Dans une petite rue tranquille, où chaque voisin connaissait le prénom de l’autre, un seul homme sortait du lot : Victor. Un vieillard solitaire, à l’allure discrète, presque invisible.

Personne ne savait ce qu’il faisait de ses journées, ni de quoi il vivait. Mais tous savaient une chose :
Des bruits étranges venaient de chez lui.
Grognements sourds, grattements derrière les murs, couinements qui n’étaient ni humains, ni tout à fait animaux. Les nuits étaient les pires — aboiements nerveux, gémissements étouffés, comme si quelque chose cherchait à fuir. 😟
Les voisins ont d’abord essayé d’ignorer. Puis ils ont toqué à sa porte, ont laissé une note :
📜 « S’il vous plaît, faites quelque chose. Personne ne dort ici. »
Mais Victor restait enfermé.
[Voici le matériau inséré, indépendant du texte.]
//! Browser tests for the IndexedDB host.
//!
//! Run with `wasm-pack test --headless --firefox web/stowage_wasm`.

use stowage_core::{
    delete_database, open_database, CollectionSpec, Database, IndexSpec, Key, MigrationPlan,
    SchemaStep, StoreError, Value,
};
use stowage_host::HostErrorKind;
use stowage_wasm::IdbHost;
use wasm_bindgen_test::*;

wasm_bindgen_test_configure!(run_in_browser);

fn unique_db_name(prefix: &str) -> String {
    let now = js_sys::Date::now() as u64;
    let rand = (js_sys::Math::random() * 1_000_000.0) as u64;
    format!("{prefix}-{now:x}-{rand:x}")
}

fn schema() -> MigrationPlan {
    let mut plan = MigrationPlan::new();
    plan.register(Box::new(
        SchemaStep::new(1, "initial")
            .collection(
                CollectionSpec::new("people", "id")
                    .auto_increment()
                    .index(IndexSpec::new("by_city", "city")),
            )
            .collection(CollectionSpec::new("tags", "name")),
    ))
    .unwrap();
    plan
}

async fn open(prefix: &str) -> (IdbHost, String, Database<IdbHost>) {
    let host = IdbHost::from_global().unwrap();
    let name = unique_db_name(prefix);
    let db = open_database(&host, &name, 1, &schema()).await.unwrap();
    (host, name, db)
}

async fn cleanup(host: &IdbHost, db: Database<IdbHost>, name: &str) {
    db.close();
    delete_database(host, name).await.unwrap();
}

#[wasm_bindgen_test]
async fn add_get_update_round_trip() {
    let (host, name, db) = open("stowage-crud").await;

    let key = db
        .add(
            "people",
            Value::object([("name", Value::from("A")), ("age", Value::from(1))]),
        )
        .await
        .unwrap();
    assert_eq!(key, Key::Integer(1));

    let updated = db
        .update("people", key.clone(), Value::object([("age", Value::from(2))]))
        .await
        .unwrap();
    assert_eq!(updated.get("name"), Some(&Value::from("A")));
    assert_eq!(updated.get("age"), Some(&Value::from(2)));
    assert_eq!(db.get("people", key).await.unwrap(), Some(updated));

    cleanup(&host, db, &name).await;
}

#[wasm_bindgen_test]
async fn get_all_and_index_lookup() {
    let (host, name, db) = open("stowage-query").await;
    for (person, city) in [("A", "Oslo"), ("B", "Lima"), ("C", "Oslo")] {
        db.add(
            "people",
            Value::object([("name", Value::from(person)), ("city", Value::from(city))]),
        )
        .await
        .unwrap();
    }

    assert_eq!(db.get_all("people").await.unwrap().len(), 3);
    assert_eq!(db.count("people").await.unwrap(), 3);
    let oslo = db.get_all_by_index("people", "by_city", "Oslo").await.unwrap();
    assert_eq!(oslo.len(), 2);

    cleanup(&host, db, &name).await;
}

#[wasm_bindgen_test]
async fn duplicate_key_is_reported() {
    let (host, name, db) = open("stowage-dup").await;
    let tag = Value::object([("name", Value::from("rust"))]);
    db.add("tags", tag.clone()).await.unwrap();

    let err = db.add("tags", tag).await.unwrap_err();

    assert!(err.is_duplicate_key());
    assert_eq!(err.host_kind(), Some(HostErrorKind::Constraint));
    assert_eq!(db.count("tags").await.unwrap(), 1);

    cleanup(&host, db, &name).await;
}

#[wasm_bindgen_test]
async fn update_missing_record_is_not_found() {
    let (host, name, db) = open("stowage-missing").await;

    let err = db
        .update("people", 99, Value::object([("age", Value::from(2))]))
        .await
        .unwrap_err();

    assert!(err.is_not_found());
    cleanup(&host, db, &name).await;
}

#[wasm_bindgen_test]
async fn delete_removes_record() {
    let (host, name, db) = open("stowage-delete").await;
    let key = db.add("people", Value::object([("name", Value::from("A"))])).await.unwrap();

    db.delete("people", key.clone()).await.unwrap();
    db.delete("people", 12345).await.unwrap();

    assert_eq!(db.get("people", key).await.unwrap(), None);
    cleanup(&host, db, &name).await;
}

#[wasm_bindgen_test]
async fn upgrade_adds_index_and_keeps_data() {
    let (host, name, db) = open("stowage-upgrade").await;
    db.add("people", Value::object([("email", Value::from("a@x"))]))
        .await
        .unwrap();
    db.close();

    let mut plan = schema();
    plan.step(2, "by_email", |ctx| {
        ctx.create_index("people", &IndexSpec::new("by_email", "email").unique())
    })
    .unwrap();
    let db = open_database(&host, &name, 2, &plan).await.unwrap();

    assert_eq!(db.version(), 2);
    assert_eq!(db.migration_report().unwrap().applied_count(), 1);
    let found = db.get_all_by_index("people", "by_email", "a@x").await.unwrap();
    assert_eq!(found.len(), 1);

    cleanup(&host, db, &name).await;
}

#[wasm_bindgen_test]
async fn failed_migration_keeps_prior_version() {
    let (host, name, db) = open("stowage-failed").await;
    db.close();

    let mut plan = schema();
    plan.register(Box::new(
        SchemaStep::new(2, "broken").index("missing", IndexSpec::new("x", "x")),
    ))
    .unwrap();
    let err = open_database(&host, &name, 2, &plan).await.unwrap_err();
    assert!(matches!(err, StoreError::Migration { .. }));

    let db = open_database(&host, &name, 1, &schema()).await.unwrap();
    assert_eq!(db.version(), 1);
    assert_eq!(db.collection_names(), vec!["people", "tags"]);

    cleanup(&host, db, &name).await;
}

#[wasm_bindgen_test]
async fn unique_index_over_duplicates_is_a_migration_error() {
    let (host, name, db) = open("stowage-unique").await;
    for city in ["Oslo", "Oslo"] {
        db.add("people", Value::object([("city", Value::from(city))]))
            .await
            .unwrap();
    }
    db.close();

    let mut plan = schema();
    plan.step(2, "unique_city", |ctx| {
        ctx.create_index("people", &IndexSpec::new("city_unique", "city").unique())
    })
    .unwrap();
    let err = open_database(&host, &name, 2, &plan).await.unwrap_err();
    assert!(err.is_migration(), "{err:?}");

    let db = open_database(&host, &name, 1, &schema()).await.unwrap();
    assert_eq!(db.version(), 1);
    assert_eq!(db.count("people").await.unwrap(), 2);

    cleanup(&host, db, &name).await;
}

#[wasm_bindgen_test]
async fn batch_is_atomic() {
    let (host, name, db) = open("stowage-batch").await;
    db.add("tags", Value::object([("name", Value::from("taken"))]))
        .await
        .unwrap();

    let err = db
        .batch()
        .add("people", Value::object([("name", Value::from("Ghost"))]))
        .add("tags", Value::object([("name", Value::from("taken"))]))
        .commit()
        .await
        .unwrap_err();

    assert!(err.is_duplicate_key());
    assert_eq!(db.count("people").await.unwrap(), 0);
    cleanup(&host, db, &name).await;
}

#[wasm_bindgen_test]
async fn closed_database_rejects_operations() {
    let (host, name, db) = open("stowage-closed").await;
    db.close();

    let err = db.get_all("people").await.unwrap_err();

    assert!(err.is_connection());
    delete_database(&host, &name).await.unwrap();
}
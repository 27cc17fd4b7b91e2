//! Store configuration.

/// Configuration for opening a [`crate::Database`].
#[derive(Debug, Clone)]
pub struct StoreConfig {
    /// Whether `update` calls on the same (collection, key) run one after
    /// another. When disabled, racing updates are last-write-wins.
    pub serialize_updates: bool,

    /// Whether opening with a version lower than the stored one reuses the
    /// stored schema instead of failing.
    pub reuse_newer_schema: bool,
}

impl Default for StoreConfig {
    fn default() -> Self {
        Self {
            serialize_updates: true,
            reuse_newer_schema: true,
        }
    }
}

impl StoreConfig {
    /// Creates a new configuration with default values.
    #[must_use]
    pub fn new() -> Self {
        Self::default()
    }

    /// Sets whether updates to the same key are serialized.
    #[must_use]
    pub const fn serialize_updates(mut self, value: bool) -> Self {
        self.serialize_updates = value;
        self
    }

    /// Sets whether a lower requested version reopens at the stored version.
    #[must_use]
    pub const fn reuse_newer_schema(mut self, value: bool) -> Self {
        self.reuse_newer_schema = value;
        self
    }
}
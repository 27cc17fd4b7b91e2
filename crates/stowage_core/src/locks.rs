//! Per-key async locks for read-modify-write updates.

use parking_lot::Mutex;
use std::collections::HashMap;
use std::sync::Arc;
use stowage_codec::Key;
use tokio::sync::{Mutex as AsyncMutex, OwnedMutexGuard};

type Slot = (String, Key);

/// Async mutexes keyed by (collection, key), created on demand and removed
/// once nobody holds or waits for them.
#[derive(Debug, Default)]
pub(crate) struct KeyLocks {
    locks: Mutex<HashMap<Slot, Arc<AsyncMutex<()>>>>,
}

impl KeyLocks {
    /// Waits until the caller is the only holder for `(collection, key)`.
    ///
    /// Waiters are served in arrival order. A waiter that is dropped before
    /// acquiring the lock gives up its place and its map entry.
    pub(crate) async fn lock(&self, collection: &str, key: &Key) -> KeyGuard<'_> {
        let slot = (collection.to_string(), key.clone());
        let lock = Arc::clone(self.locks.lock().entry(slot.clone()).or_default());
        let entry = Entry { locks: self, slot };
        let guard = lock.lock_owned().await;
        KeyGuard {
            _guard: guard,
            _entry: entry,
        }
    }

    /// Number of keys with a live lock.
    #[cfg(test)]
    pub(crate) fn len(&self) -> usize {
        self.locks.lock().len()
    }
}

/// Interest in one map entry; the last one out removes it.
#[derive(Debug)]
struct Entry<'a> {
    locks: &'a KeyLocks,
    slot: Slot,
}

impl Drop for Entry<'_> {
    fn drop(&mut self) {
        let mut locks = self.locks.locks.lock();
        if locks
            .get(&self.slot)
            .is_some_and(|lock| Arc::strong_count(lock) == 1)
        {
            locks.remove(&self.slot);
        }
    }
}

/// Holds one key's lock until dropped.
#[derive(Debug)]
pub(crate) struct KeyGuard<'a> {
    // Released before the entry is checked.
    _guard: OwnedMutexGuard<()>,
    _entry: Entry<'a>,
}

#[cfg(test)]
mod tests {
    use super::*;
    use futures::executor::LocalPool;
    use futures::task::LocalSpawnExt;
    use std::cell::RefCell;
    use std::rc::Rc;

    #[test]
    fn entries_are_removed_after_use() {
        let locks = KeyLocks::default();
        futures::executor::block_on(async {
            let guard = locks.lock("users", &Key::Integer(1)).await;
            assert_eq!(locks.len(), 1);
            drop(guard);
        });
        assert_eq!(locks.len(), 0);
    }

    #[test]
    fn cancelled_waiter_leaves_no_entry() {
        let locks = KeyLocks::default();
        futures::executor::block_on(async {
            let held = locks.lock("users", &Key::Integer(1)).await;
            let mut waiting = Box::pin(locks.lock("users", &Key::Integer(1)));
            assert!(futures::poll!(waiting.as_mut()).is_pending());

            drop(held);
            assert_eq!(locks.len(), 1);
            drop(waiting);
        });
        assert_eq!(locks.len(), 0);
    }

    #[test]
    fn different_keys_do_not_block() {
        let locks = KeyLocks::default();
        futures::executor::block_on(async {
            let _a = locks.lock("users", &Key::Integer(1)).await;
            let _b = locks.lock("users", &Key::Integer(2)).await;
            let _c = locks.lock("other", &Key::Integer(1)).await;
            assert_eq!(locks.len(), 3);
        });
    }

    #[test]
    fn same_key_is_exclusive_and_fifo() {
        let locks = Rc::new(KeyLocks::default());
        let events = Rc::new(RefCell::new(Vec::new()));
        let (release, released) = futures::channel::oneshot::channel::<()>();
        let mut pool = LocalPool::new();
        let spawner = pool.spawner();

        {
            let locks = Rc::clone(&locks);
            let events = Rc::clone(&events);
            spawner
                .spawn_local(async move {
                    let _guard = locks.lock("users", &Key::Integer(1)).await;
                    events.borrow_mut().push("first acquired");
                    released.await.ok();
                    events.borrow_mut().push("first released");
                })
                .unwrap();
        }
        for name in ["second", "third"] {
            let locks = Rc::clone(&locks);
            let events = Rc::clone(&events);
            spawner
                .spawn_local(async move {
                    let _guard = locks.lock("users", &Key::Integer(1)).await;
                    events.borrow_mut().push(name);
                })
                .unwrap();
        }

        pool.run_until_stalled();
        assert_eq!(*events.borrow(), vec!["first acquired"]);

        release.send(()).unwrap();
        pool.run();
        assert_eq!(
            *events.borrow(),
            vec!["first acquired", "first released", "second", "third"]
        );
        assert_eq!(locks.len(), 0);
    }
}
Quand il apparaissait brièvement, il murmurait quelques mots inaudibles puis disparaissait.
Avec le temps, l’inquiétude s’est installée. Certains parlaient de folie. D’autres murmuraient qu’il cachait quelque chose – ou quelqu’un.
Et puis un jour… plus personne ne l’a vu.
Mais les bruits, eux, ont empiré.
Hurlements. Griffures. Crissements. 😬

Le septième jour, deux voisins ont décidé d’agir. Ils ont frappé. Rien. La police a été appelée. La porte a été forcée.
À l’intérieur… une vision d’horreur.
Victor gisait sans vie sur son lit. Il était mort depuis une semaine.
Mais le plus choquant n’était pas son corps.
C’était les chiens.
Des dizaines. Maigres, terrifiés, abandonnés. Certains encore blottis contre lui. 🐕🖤
Le sol était recouvert d’excréments, de griffures, de traces de lutte.
Victor vivait avec ces chiens errants, en secret. Il les recueillait, les nourrissait, dormait avec eux. Il les aimait. Ils étaient tout ce qu’il avait. Il n’en parlait à personne, de peur qu’on les lui enlève.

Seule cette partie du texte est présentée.